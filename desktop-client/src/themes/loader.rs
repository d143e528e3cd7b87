use std::path::{Path, PathBuf};

use common::logger::Logger;
use eframe::egui;
use image::RgbaImage;
use serde::Deserialize;

pub const CLASSIC_THEME_ID: &str = "classic";

const MANIFEST_FILE_NAME: &str = "themes.json";
const DEFAULT_FRAME_DURATION_MS: u64 = 80;

#[derive(Clone, Copy, Debug, Deserialize, PartialEq, Eq)]
#[serde(rename_all = "lowercase")]
pub enum ThemeKind {
    Builtin,
    Image,
    Animated,
}

/// One manifest entry. Image paths are relative to the themes directory.
#[derive(Clone, Debug, Deserialize, PartialEq)]
pub struct ThemeEntry {
    pub id: String,
    pub name: String,
    #[serde(rename = "type")]
    pub kind: ThemeKind,
    #[serde(default)]
    pub x_image: Option<String>,
    #[serde(default)]
    pub o_image: Option<String>,
    #[serde(default)]
    pub x_strip: Option<String>,
    #[serde(default)]
    pub o_strip: Option<String>,
    #[serde(default)]
    pub frames: Option<u32>,
    #[serde(default)]
    pub frame_duration_ms: Option<u64>,
}

#[derive(Debug, Deserialize)]
struct ThemeManifest {
    themes: Vec<ThemeEntry>,
}

fn classic_entry() -> ThemeEntry {
    ThemeEntry {
        id: CLASSIC_THEME_ID.to_string(),
        name: "Classic X/O".to_string(),
        kind: ThemeKind::Builtin,
        x_image: None,
        o_image: None,
        x_strip: None,
        o_strip: None,
        frames: None,
        frame_duration_ms: None,
    }
}

/// Loaded, render-ready marks for both sides.
pub enum ThemeArt {
    Builtin,
    Static {
        x: egui::TextureHandle,
        o: egui::TextureHandle,
    },
    Animated {
        x_frames: Vec<egui::TextureHandle>,
        o_frames: Vec<egui::TextureHandle>,
        frame_duration_ms: u64,
    },
}

pub struct ActiveTheme {
    pub id: String,
    pub name: String,
    pub art: ThemeArt,
}

impl ActiveTheme {
    pub fn classic() -> Self {
        let entry = classic_entry();
        Self {
            id: entry.id,
            name: entry.name,
            art: ThemeArt::Builtin,
        }
    }
}

pub fn themes_dir() -> PathBuf {
    if let Ok(exe_path) = std::env::current_exe()
        && let Some(exe_dir) = exe_path.parent()
    {
        return exe_dir.join("themes");
    }
    PathBuf::from("themes")
}

pub fn manifest_path() -> PathBuf {
    themes_dir().join(MANIFEST_FILE_NAME)
}

/// Read the theme manifest. A missing or malformed manifest degrades to
/// the builtin classic theme; a classic entry is injected when absent so
/// the player can always switch back.
pub fn load_theme_entries(path: &Path, logger: &Logger) -> Vec<ThemeEntry> {
    let content = match std::fs::read_to_string(path) {
        Ok(content) => content,
        Err(e) => {
            logger.error(&format!(
                "Theme manifest not readable at {}: {}",
                path.display(),
                e
            ));
            return vec![classic_entry()];
        }
    };

    match parse_manifest(&content) {
        Ok(entries) => entries,
        Err(e) => {
            logger.error(&format!("Invalid theme manifest: {}", e));
            vec![classic_entry()]
        }
    }
}

fn parse_manifest(content: &str) -> Result<Vec<ThemeEntry>, String> {
    let manifest: ThemeManifest =
        serde_json::from_str(content).map_err(|e| e.to_string())?;

    let mut themes = manifest.themes;
    if themes.is_empty() {
        return Err("manifest has no themes".to_string());
    }
    if !themes.iter().any(|theme| theme.id == CLASSIC_THEME_ID) {
        themes.insert(0, classic_entry());
    }
    Ok(themes)
}

/// Load a theme's assets and turn them into textures. `None` means the
/// theme could not be applied and the caller keeps the previous one.
pub fn apply_theme(
    entry: &ThemeEntry,
    base_dir: &Path,
    ctx: &egui::Context,
    logger: &Logger,
) -> Option<ActiveTheme> {
    let art = match entry.kind {
        ThemeKind::Builtin => ThemeArt::Builtin,
        ThemeKind::Image => {
            let (Some(x_rel), Some(o_rel)) = (&entry.x_image, &entry.o_image) else {
                logger.error(&format!(
                    "Image theme '{}' must name both x_image and o_image",
                    entry.id
                ));
                return None;
            };
            let x = load_image(base_dir, x_rel, logger)?;
            let o = load_image(base_dir, o_rel, logger)?;
            ThemeArt::Static {
                x: to_texture(ctx, &format!("{}_x", entry.id), &x),
                o: to_texture(ctx, &format!("{}_o", entry.id), &o),
            }
        }
        ThemeKind::Animated => {
            let (Some(x_rel), Some(o_rel)) = (&entry.x_strip, &entry.o_strip) else {
                logger.error(&format!(
                    "Animated theme '{}' must name both x_strip and o_strip",
                    entry.id
                ));
                return None;
            };
            let frames = entry.frames.unwrap_or(0);
            if frames == 0 {
                logger.error(&format!(
                    "Animated theme '{}' needs a positive frame count",
                    entry.id
                ));
                return None;
            }

            let x_strip = load_image(base_dir, x_rel, logger)?;
            let o_strip = load_image(base_dir, o_rel, logger)?;
            let x_frames = split_strip(&x_strip, frames);
            let o_frames = split_strip(&o_strip, frames);
            if x_frames.is_empty() || o_frames.is_empty() {
                logger.error(&format!("Animated theme '{}' produced no frames", entry.id));
                return None;
            }

            ThemeArt::Animated {
                x_frames: frames_to_textures(ctx, &format!("{}_x", entry.id), &x_frames),
                o_frames: frames_to_textures(ctx, &format!("{}_o", entry.id), &o_frames),
                frame_duration_ms: entry
                    .frame_duration_ms
                    .unwrap_or(DEFAULT_FRAME_DURATION_MS),
            }
        }
    };

    Some(ActiveTheme {
        id: entry.id.clone(),
        name: entry.name.clone(),
        art,
    })
}

fn load_image(base_dir: &Path, rel_path: &str, logger: &Logger) -> Option<RgbaImage> {
    let full_path = base_dir.join(rel_path);
    match image::open(&full_path) {
        Ok(img) => Some(img.to_rgba8()),
        Err(e) => {
            logger.error(&format!(
                "Failed to load theme image {}: {}",
                full_path.display(),
                e
            ));
            None
        }
    }
}

/// Split a horizontal strip into `frames` equal-width frames. Trailing
/// pixels that do not fill a whole frame are dropped.
fn split_strip(strip: &RgbaImage, frames: u32) -> Vec<RgbaImage> {
    if frames == 0 {
        return Vec::new();
    }
    let frame_width = strip.width() / frames;
    if frame_width == 0 {
        return Vec::new();
    }
    (0..frames)
        .map(|i| {
            image::imageops::crop_imm(strip, i * frame_width, 0, frame_width, strip.height())
                .to_image()
        })
        .collect()
}

fn frames_to_textures(
    ctx: &egui::Context,
    name: &str,
    frames: &[RgbaImage],
) -> Vec<egui::TextureHandle> {
    frames
        .iter()
        .enumerate()
        .map(|(i, frame)| to_texture(ctx, &format!("{}_{}", name, i), frame))
        .collect()
}

fn to_texture(ctx: &egui::Context, name: &str, img: &RgbaImage) -> egui::TextureHandle {
    let color_image = egui::ColorImage::from_rgba_unmultiplied(
        [img.width() as usize, img.height() as usize],
        img.as_raw(),
    );
    ctx.load_texture(name, color_image, Default::default())
}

Directions for this task
Up to and including the line that contains "const MANIFEST_FILE_NAME: &str", output the records above exactly, beginning with their first line.

Result
filename desktop-client/src/themes/loader.rs
repository d143e528e3cd7b87
use std::path::{Path, PathBuf};

use common::logger::Logger;
use eframe::egui;
use image::RgbaImage;
use serde::Deserialize;

pub const CLASSIC_THEME_ID: &str = "classic";

const MANIFEST_FILE_NAME: &str = "themes.json";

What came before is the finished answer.